All patients meeting the inclusion criteria were included; that is, the composition of the study group is not biased. Data from 89 patients were included during the investigation period. In future studies on the correlation between mental disorders and the use of analgesics, a greater number of included patients would be preferable as it would increase the possibility of supporting the suggested correlation between analgesic use and specific diagnoses. Our study supports previous findings that mental disorders and chronic pain are correlated [Hotopf et al. 1998; Gureje, 2007; Tunks et al. 2008; Goesling et al. 2013; Chopra and Arora, 2014]. In future studies, it would be of interest to perform a similar study including an additional comparison with a control group of people without mental disorders.
Strengths and limitations
Strengths
All patients meeting the inclusion criteria during the 6 months of data collection were screened, and we reached 100% inclusion. Data were collected from all possible sources. In contrast to many other studies, this study examined the regular use of analgesics alongside irregular use.
Limitations
Despite a 100% inclusion rate, the sample remains statistically small.
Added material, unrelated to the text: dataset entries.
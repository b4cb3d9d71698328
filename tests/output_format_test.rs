//! Tests for the structured report format.
//!
//! These tests verify the JSON written to disk keeps the stable schema:
//! `timestamp`, `summary` and `files`, with success and failure records told
//! apart by the `error` key.

use std::path::PathBuf;

use pytally::cli::run_analysis;
use serde_json::Value;
use tempfile::TempDir;
use time::format_description::well_known::Rfc3339;
use time::OffsetDateTime;

fn testdata_path() -> PathBuf {
    PathBuf::from(env!("CARGO_MANIFEST_DIR")).join("testdata")
}

/// Run against the fixture project and return the parsed JSON output.
fn run_and_get_json() -> Value {
    let out = TempDir::new().unwrap();
    let output = out.path().join("analysis_result.json");
    let mut stdout = Vec::new();
    run_analysis(&testdata_path().join("project"), &output, &mut stdout)
        .expect("analysis should succeed");

    let text = std::fs::read_to_string(&output).expect("report should be written");
    serde_json::from_str(&text).expect("report should be valid JSON")
}

#[test]
fn test_top_level_keys() {
    let report = run_and_get_json();
    let object = report.as_object().expect("report should be an object");

    let mut keys: Vec<&str> = object.keys().map(String::as_str).collect();
    keys.sort();
    assert_eq!(keys, vec!["files", "summary", "timestamp"]);
}

#[test]
fn test_timestamp_format() {
    let report = run_and_get_json();
    let ts = report["timestamp"].as_str().expect("timestamp should be a string");
    assert!(OffsetDateTime::parse(ts, &Rfc3339).is_ok(), "got {}", ts);
}

#[test]
fn test_summary_fields() {
    let report = run_and_get_json();
    let summary = &report["summary"];

    for key in ["total_files", "total_lines", "total_functions", "total_classes"] {
        assert!(summary[key].is_u64(), "{} should be a non-negative integer", key);
    }
    assert_eq!(summary.as_object().unwrap().len(), 4);
    assert_eq!(
        summary["total_files"].as_u64().unwrap() as usize,
        report["files"].as_array().unwrap().len()
    );
}

#[test]
fn test_file_record_variants() {
    let report = run_and_get_json();
    let files = report["files"].as_array().unwrap();

    let mut successes = 0;
    let mut failures = 0;
    for record in files {
        let object = record.as_object().unwrap();
        assert!(object["file_path"].is_string());

        if object.contains_key("error") {
            failures += 1;
            assert_eq!(object.len(), 2);
            assert!(!object["error"].as_str().unwrap().is_empty());
        } else {
            successes += 1;
            for key in ["lines", "functions", "classes", "imports"] {
                assert!(object[key].is_u64(), "{} should be a non-negative integer", key);
            }
            assert_eq!(object.len(), 5);
        }
    }

    assert_eq!(successes, 3);
    assert_eq!(failures, 1);
}

#[test]
fn test_totals_sum_successes() {
    let report = run_and_get_json();
    let files = report["files"].as_array().unwrap();

    let sum = |key: &str| -> u64 {
        files
            .iter()
            .filter(|r| r.get("error").is_none())
            .map(|r| r[key].as_u64().unwrap())
            .sum()
    };

    assert_eq!(report["summary"]["total_lines"].as_u64().unwrap(), sum("lines"));
    assert_eq!(
        report["summary"]["total_functions"].as_u64().unwrap(),
        sum("functions")
    );
    assert_eq!(
        report["summary"]["total_classes"].as_u64().unwrap(),
        sum("classes")
    );
}
//! Per-file analysis and aggregation.

mod file;
mod runner;
mod types;

pub use file::{analyze_file, count_lines, file_stats, AnalyzeError, FileStats};
pub use runner::Runner;
pub use types::{FileRecord, Summary};
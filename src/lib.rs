//! pytally - structural statistics for Python source trees.
//!
//! pytally walks a directory, parses every Python file with tree-sitter and
//! counts lines, function definitions, class definitions and import
//! statements. Files that cannot be read or parsed are recorded with their
//! error instead of stopping the run.
//!
//! # Architecture
//!
//! - `discover`: Recursive source file discovery
//! - `parser`: Tree-sitter parsers that count structural nodes
//! - `analyze`: Per-file analysis, the runner, and aggregation
//! - `report`: Output formatting (text, JSON)
//! - `config`: YAML config file schema
//! - `cli`: Command-line entry and the end-to-end pipeline
//!
//! # Adding a New Language
//!
//! See `src/parser/languages/python.rs`. Provide a counting query and
//! register the parser in `languages/mod.rs`.

pub mod analyze;
pub mod cli;
pub mod config;
pub mod discover;
pub mod parser;
pub mod report;

pub use analyze::{analyze_file, FileRecord, Runner, Summary};
pub use config::Config;
pub use discover::{collect_files, DiscoverError};
pub use parser::{for_extension, init as init_parsers, NodeCounts, ParseError, Parser};
pub use report::Report;

/// Initialize all subsystems.
///
/// Call this once at startup.
pub fn init() {
    init_parsers();
}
As all patients included in our study derive from the same department and the severity of their psychiatric conditions is not known, the sample is of limited representation of the overall group of geriatric psychiatric patients, and it can be difficult to generalize the findings to other departments.
Conclusion
We have found that the prevalence of analgesic use among aged psychiatric inpatients was high. Of specific interest is the large amount of regularly pain-treated patients without a confirmed indication to be found in the ECR, or where the patient did not know why there was a prescription. We found a significantly increased incidence of the use of analgesics at admission among women. The potential of confirming analgesic use is probably associated with different diagnoses, but further studies including more patients are needed.
The distribution of types of regularly prescribed analgesics was as expected. Paracetamol was used to the greatest extent, followed by opioids, while NSAIDs were only prescribed as analgesics to be taken when needed. The indication for analgesic treatment was most frequently musculoskeletal pain, followed by diffuse pain complaints. No major changes in the use of analgesics were observed between admission and discharge. We suggest that reviewing analgesic treatment in patients with a nonconfirmed indication will make it possible to record some of the nonconfirmed indications as confirmed or reduce the use of analgesics in the group studied.
Footnotes
Funding
This research received no specific grant from any funding agency in the public, commercial, or not-for-profit sectors.
Conflict of interest statement
The authors declare that there is no conflict of interest.